Yeah, my job pays those things for me too. That would be the advantage of having a good job, whatever country one was in. :)

The problems I see in our system here in America, were not so much in what it does (or doesn't do) for me, but what it does for people with mental illness/addictive illnesses (no parity, yet), the hordes of the uninsured, and encouragement to physicans to overtest/prescribe. and the perverse incentives that keep people out of the workforce and on disability.

Mr. Gone said...

What I want to know is, what's the life expectancy of the Canadian Player-Character? Hah, I kid!

But seriously, Canada is looking pretty good right now. And I do have a thing for Moosehead...

Timrod said...

Worms, meet Can. If I shut my mouth, will you stay in there from now on?

A Paladin In Citadel said...

:D

There was also something else about hornets and nests?

Zzarchov said...

My system is always "America can do whatever it does or doesn't like with its health care, and us Canucks can do our thing".

But our health care works, thats undisputable since it has happened and is happening right now, it would be like disputing that the sky is blue. Would it work for America? Not my concern.

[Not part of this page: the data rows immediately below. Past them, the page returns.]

use std::fs::{File, OpenOptions};
use std::io::Write;
use std::path::PathBuf;
use std::time::{Duration, SystemTime, UNIX_EPOCH};

use csv::Writer;
use serde::Serialize;

/// Structured metric sink writing jsonl and csv side by side under
/// `runs/<experiment>/`.
pub struct Logger {
    json: File,
    csv: Writer<File>,
}

#[derive(Serialize)]
pub struct MetricRecord {
    pub epoch: usize,
    pub d_loss: f32,
    pub d_acc: f32,
    pub g_loss: f32,
    pub kind: &'static str,
}

impl Logger {
    pub fn new(log_dir: Option<String>, experiment: Option<String>) -> std::io::Result<Self> {
        let base = log_dir.unwrap_or_else(|| "runs".to_string());
        let exp = experiment.unwrap_or_else(|| {
            SystemTime::now()
                .duration_since(UNIX_EPOCH)
                .unwrap_or_else(|_| Duration::from_secs(0))
                .as_secs()
                .to_string()
        });
        let dir = PathBuf::from(base).join(exp);
        std::fs::create_dir_all(&dir)?;
        let json_path = dir.join("metrics.jsonl");
        let csv_path = dir.join("metrics.csv");
        let json = OpenOptions::new()
            .create(true)
            .append(true)
            .open(json_path)?;
        let csv_file = OpenOptions::new()
            .create(true)
            .append(true)
            .open(csv_path)?;
        let csv = csv::WriterBuilder::new()
            .has_headers(false)
            .from_writer(csv_file);
        Ok(Logger { json, csv })
    }

    pub fn log<T: Serialize>(&mut self, metrics: &T) {
        if let Ok(line) = serde_json::to_string(metrics) {
            let _ = writeln!(self.json, "{}", line);
        }
        let _ = self.csv.serialize(metrics);
    }
}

A Paladin In Citadel said...

I'd be smarter to let sleeping dogs lie, but my concern is that certain distortions in the US health care system bleed over the border. You may remember all the "reports" in the 1980's of Canadian Doctors moving to the US since they could make more money there, thus reducing the number of doctors serving Canadians. I can give you examples of other distortions, but I think you get the picture.